> [Task description]:
Among the entries below, find all lines that include "crate" and copy them.

(Saved entries)
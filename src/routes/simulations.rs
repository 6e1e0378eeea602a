//! Simulation routes
//!
//! "Be contacted" submissions from the simulator, and a client's own history.

use axum::{
    extract::{Query, State},
    http::HeaderMap,
    Json,
};
use axum_extra::extract::WithRejection;
use std::sync::Arc;

use crate::api::{Created, DataResponse, Paginated, PaginationParams};
use crate::app::AppState;
use crate::auth::{MaybeAuth, RequireAuth};
use crate::domain::{SimulationCreated, SimulationRecord, SubmitSimulationRequest};
use crate::error::{ApiError, ApiResult};
use crate::middleware::RequestIdExt;

/// POST /simulations
///
/// Anonymous submissions are accepted; a valid token links the record to the caller.
pub async fn submit_simulation(
    auth: MaybeAuth,
    State(state): State<Arc<AppState>>,
    headers: HeaderMap,
    WithRejection(Json(req), _): WithRejection<Json<SubmitSimulationRequest>, ApiError>,
) -> ApiResult<Created<DataResponse<SimulationCreated>>> {
    tracing::info!(
        request_id = headers.request_id().unwrap_or("-"),
        client_id = ?auth.user_id(),
        project_type = %req.project_type,
        "Recording simulation"
    );

    let id = state.recorder.record(&req, auth.user_id()).await?;

    Ok(Created(DataResponse::new(SimulationCreated::new(id))))
}

/// GET /me/simulations
pub async fn list_my_simulations(
    auth: RequireAuth,
    State(state): State<Arc<AppState>>,
    Query(params): Query<PaginationParams>,
) -> ApiResult<Paginated<SimulationRecord>> {
    let page = state
        .storage
        .list_simulations(Some(auth.user_id), params.window())
        .await?;

    Ok(Paginated::from_page(page, &params))
}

> [Task answer]:
use crate::api::{Created, DataResponse, Paginated, PaginationParams};
use crate::app::AppState;
use crate::auth::{MaybeAuth, RequireAuth};
use crate::domain::{SimulationCreated, SimulationRecord, SubmitSimulationRequest};
use crate::error::{ApiError, ApiResult};
use crate::middleware::RequestIdExt;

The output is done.